What about the dividends that were paid to investors for years before that? If you held the shares for long enough, you could have made back your initial investment through dividend payments alone. I am not aware of any type of betting that gives a gambler back his money over time as well as keeping his original stake...


----------



## Allpartied (20 Dec 2018)

SBarrett said:


> Picking a cabal of banks that were mismanaged as your example?
> 
> What about the dividends that were paid to investors for years before that? If you held the shares for long enough, you could have made back your initial investment through dividend payments alone. I am not aware of any type of betting that gives a gambler back his money over time as well as keeping his original stake...



It wasn't just Irish banks that went pop, there were loads of them.

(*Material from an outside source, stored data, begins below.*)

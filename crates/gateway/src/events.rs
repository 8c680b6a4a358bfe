//! Append-only audit records.

use alloy_primitives::{Address, Bytes};
use serde::{Deserialize, Serialize};
use tessera_registry::SignerReplaced;

/// Audit record appended after each successful forward.
///
/// Write-once: records are never mutated after they enter the log.
#[derive(Debug, Clone, PartialEq, Eq, Serialize, Deserialize)]
pub struct Called {
    /// Identity that submitted the invocation.
    pub caller: Address,
    /// The forwarded call payload.
    pub data: Bytes,
    /// Return data captured from the controlled resource.
    pub returndata: Bytes,
}

/// Entry in the gateway's append-only event log.
#[derive(Debug, Clone, PartialEq, Eq, Serialize, Deserialize)]
pub enum GatewayEvent {
    /// A call was approved and forwarded.
    Called(Called),
    /// A signer rotated its own slot.
    SignerReplaced(SignerReplaced),
}
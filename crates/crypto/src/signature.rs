//! Approval signature encoding.

use borsh::{BorshDeserialize, BorshSerialize};

use crate::errors::SignatureError;

/// Byte length of an encoded approval signature.
pub const SIGNATURE_LEN: usize = 65;

/// A recoverable ECDSA signature over a call digest.
///
/// Encoded as 65 bytes `r || s || v` with the recovery byte last, the
/// encoding wallets emit. `v` may be a raw recovery id (0/1) or the
/// wallet-style 27/28; recovery normalizes both.
#[derive(Debug, Clone, Copy, PartialEq, Eq)]
pub struct ApprovalSignature([u8; SIGNATURE_LEN]);

impl ApprovalSignature {
    /// Wraps a 65-byte encoded signature.
    pub fn new(bytes: [u8; SIGNATURE_LEN]) -> Self {
        Self(bytes)
    }

    /// Decodes from a byte slice, rejecting anything that is not exactly
    /// 65 bytes.
    pub fn from_bytes(data: &[u8]) -> Result<Self, SignatureError> {
        let bytes: [u8; SIGNATURE_LEN] = data
            .try_into()
            .map_err(|_| SignatureError::MalformedSignature)?;
        Ok(Self(bytes))
    }

    /// The r component (bytes 0-31).
    pub fn r(&self) -> &[u8; 32] {
        self.0[..32]
            .try_into()
            .expect("signature[..32] is always 32 bytes")
    }

    /// The s component (bytes 32-63).
    pub fn s(&self) -> &[u8; 32] {
        self.0[32..64]
            .try_into()
            .expect("signature[32..64] is always 32 bytes")
    }

    /// The recovery byte (byte 64).
    pub fn v(&self) -> u8 {
        self.0[64]
    }

    /// The compact body `r || s` without the recovery byte.
    pub fn compact(&self) -> [u8; 64] {
        let mut compact = [0u8; 64];
        compact.copy_from_slice(&self.0[..64]);
        compact
    }

    /// The full 65-byte encoding.
    pub fn as_bytes(&self) -> &[u8; SIGNATURE_LEN] {
        &self.0
    }
}

impl BorshSerialize for ApprovalSignature {
    fn serialize<W: std::io::Write>(&self, writer: &mut W) -> std::io::Result<()> {
        writer.write_all(&self.0)
    }
}

impl BorshDeserialize for ApprovalSignature {
    fn deserialize_reader<R: std::io::Read>(reader: &mut R) -> std::io::Result<Self> {
        let mut bytes = [0u8; SIGNATURE_LEN];
        reader.read_exact(&mut bytes)?;
        Ok(Self(bytes))
    }
}

#[cfg(test)]
mod tests {
    use super::*;

    fn make_sig() -> ApprovalSignature {
        let mut bytes = [0u8; SIGNATURE_LEN];
        bytes[..32].copy_from_slice(&[0xAA; 32]); // r
        bytes[32..64].copy_from_slice(&[0xBB; 32]); // s
        bytes[64] = 27;
        ApprovalSignature::new(bytes)
    }

    #[test]
    fn test_signature_components() {
        let sig = make_sig();
        assert_eq!(sig.r(), &[0xAA; 32]);
        assert_eq!(sig.s(), &[0xBB; 32]);
        assert_eq!(sig.v(), 27);

        let compact = sig.compact();
        assert_eq!(&compact[..32], &[0xAA; 32]);
        assert_eq!(&compact[32..], &[0xBB; 32]);
    }

    #[test]
    fn test_from_bytes_rejects_wrong_length() {
        assert_eq!(
            ApprovalSignature::from_bytes(&[0u8; 64]),
            Err(SignatureError::MalformedSignature)
        );
        assert_eq!(
            ApprovalSignature::from_bytes(&[0u8; 66]),
            Err(SignatureError::MalformedSignature)
        );
        assert!(ApprovalSignature::from_bytes(&[0u8; 65]).is_ok());
    }

    #[test]
    fn test_signature_borsh_roundtrip() {
        let sig = make_sig();
        let encoded = borsh::to_vec(&sig).unwrap();
        assert_eq!(encoded.len(), SIGNATURE_LEN);
        let decoded: ApprovalSignature = borsh::from_slice(&encoded).unwrap();
        assert_eq!(sig, decoded);
    }
}
//! The ordered signer set and approval threshold for the authorization
//! gateway.

mod errors;
mod registry;

pub use errors::RegistryError;
pub use registry::{SignerRegistry, SignerReplaced};
//! Approval verification and call forwarding.
//!
//! The gateway forwards an opaque call payload to its controlled
//! resource once a threshold of distinct registered signers has approved
//! it. Verification is all-or-nothing and keeps no state between
//! invocations; every call must carry a complete approval set.

mod approval;
mod errors;
mod events;
mod gateway;
mod resource;

pub use approval::verify_approval;
pub use errors::{ApprovalError, GatewayError};
pub use events::{Called, GatewayEvent};
pub use gateway::ForwardingGateway;
pub use resource::{ControlledResource, ResourceError};
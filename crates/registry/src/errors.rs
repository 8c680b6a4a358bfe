use alloy_primitives::Address;
use thiserror::Error;

/// Errors from registry construction and signer replacement.
#[derive(Debug, Clone, PartialEq, Eq, Error)]
pub enum RegistryError {
    /// The signer list is empty.
    #[error("signer list cannot be empty")]
    EmptySigners,

    /// An identity would occur more than once in the sequence.
    #[error("duplicate signer {0}")]
    DuplicateSigner(Address),

    /// The threshold exceeds the number of signers.
    #[error("invalid threshold {threshold}: exceeds total signers {total_signers}")]
    InvalidThreshold { threshold: u8, total_signers: usize },

    /// Replacement addressed a slot beyond the sequence.
    #[error("position {position} out of bounds (len: {len})")]
    PositionOutOfBounds { position: usize, len: usize },

    /// Replacement caller is not the current occupant of the slot.
    #[error("caller is not the signer at position {position}")]
    Unauthorized { position: usize },

    /// Replacement request from an account that holds no slot at all.
    #[error("caller {0} is not a registered signer")]
    NotASigner(Address),
}
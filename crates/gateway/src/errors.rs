use alloy_primitives::Address;
use tessera_registry::RegistryError;
use thiserror::Error;

use crate::resource::ResourceError;

/// Rejections from approval verification.
///
/// Any one of these fails the entire invocation; verification never
/// mutates state, so there is nothing to roll back.
#[derive(Debug, Clone, PartialEq, Eq, Error)]
pub enum ApprovalError {
    /// Fewer valid, unique, eligible approvals than the threshold requires.
    #[error("insufficient signatures: provided {provided}, required {required}")]
    InsufficientSignatures { provided: usize, required: usize },

    /// Malformed signature or unrecoverable identity.
    #[error("invalid signature at index {index}")]
    InvalidSignature { index: usize },

    /// Recovered identity is not in the current signer set.
    #[error("unknown signer {0}")]
    UnknownSigner(Address),

    /// A recovered identity already counted earlier in this approval set.
    #[error("duplicate signature from {0}")]
    DuplicateSignature(Address),

    /// The invoking account supplied its own approval.
    #[error("caller {0} may not supply its own signature")]
    CallerIsSigner(Address),
}

/// Errors surfaced by the gateway entry points.
#[derive(Debug, Clone, PartialEq, Eq, Error)]
pub enum GatewayError {
    /// Approval verification rejected the invocation.
    #[error(transparent)]
    Approval(#[from] ApprovalError),

    /// Registry construction or signer replacement failed.
    #[error(transparent)]
    Registry(#[from] RegistryError),

    /// The controlled resource rejected the forwarded call after approval
    /// succeeded; the reason is propagated unchanged.
    #[error("forwarding failed: {0}")]
    Forwarding(#[source] ResourceError),
}
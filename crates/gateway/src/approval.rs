//! Threshold approval verification.

use std::collections::HashSet;

use alloy_primitives::Address;
use tessera_crypto::{call_digest, recover_signer, ApprovalSignature};
use tessera_registry::SignerRegistry;

use crate::errors::ApprovalError;

/// Verifies a caller-supplied approval set against the registry.
///
/// A registered caller is itself one approval: submitting the
/// invocation endorses it, which is also why the caller's own signature
/// in the set is rejected — it would count the same identity twice.
///
/// Checks run in order and short-circuit on the first failure:
///
/// 1. the submitted signature count, plus the caller's implicit approval
///    when the caller is a registered signer, is lower-bounded by the
///    threshold;
/// 2. each signature, in submission order, must recover to an identity
///    that is not the caller, has not been counted yet, and is a
///    registered signer;
/// 3. the number of distinct counted identities must reach the threshold.
///
/// Reaching `Ok` therefore requires `threshold` distinct registered
/// approvers, the submitting signer included. The duplicate check is
/// identity-based: a re-encoded signature recovering to the same signer
/// still counts once.
///
/// Pure with respect to state: nothing is mutated regardless of outcome,
/// and the registry is only read.
pub fn verify_approval(
    registry: &SignerRegistry,
    payload: &[u8],
    signatures: &[ApprovalSignature],
    caller: Address,
) -> Result<(), ApprovalError> {
    let digest = call_digest(payload);
    let required = registry.threshold() as usize;

    let mut seen: HashSet<Address> = HashSet::with_capacity(signatures.len() + 1);
    if registry.is_member(&caller) {
        seen.insert(caller);
    }

    if signatures.len() + seen.len() < required {
        return Err(ApprovalError::InsufficientSignatures {
            provided: signatures.len() + seen.len(),
            required,
        });
    }

    for (index, signature) in signatures.iter().enumerate() {
        let signer = recover_signer(&digest, signature)
            .map_err(|_| ApprovalError::InvalidSignature { index })?;

        if signer == caller {
            return Err(ApprovalError::CallerIsSigner(signer));
        }
        if seen.contains(&signer) {
            return Err(ApprovalError::DuplicateSignature(signer));
        }
        if !registry.is_member(&signer) {
            return Err(ApprovalError::UnknownSigner(signer));
        }
        seen.insert(signer);
    }

    if seen.len() < required {
        return Err(ApprovalError::InsufficientSignatures {
            provided: seen.len(),
            required,
        });
    }

    Ok(())
}
use alloy_primitives::{keccak256, B256};

/// Computes the digest an approval signature commits to.
///
/// The payload is opaque to the gateway; the digest is a plain keccak256
/// over its bytes, nothing else is mixed in.
pub fn call_digest(payload: &[u8]) -> B256 {
    keccak256(payload)
}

Yes, some people won with their bet, fair play, but some people lost.  That's how gambling works.
I'm not saying it's likely, but it did happen and there is no guarantee it won't happen again.  Who knows if companies like Apple, or Facebook will be here in 5 years time, they might be mismanaged  too. If there is another crash, shareholders will take a big haircut and dividends will be suspended.  Deposit holders will be protected by the state up to 100k, so as risk free as possible. He will get a modest return over 5 years, probably several thousand and he won't have to pay any fees or charges.

In this case I would advise the lucky investor with 100k to steer clear of equities, unless he likes a gamble. 5 years is too short, there could be another 2008 style crash next year, or the year after, which would decimate his capital and might take a decade or more to recover.  If he plumps for individual shares rather than a diverse fund, he might never see his money again.


----------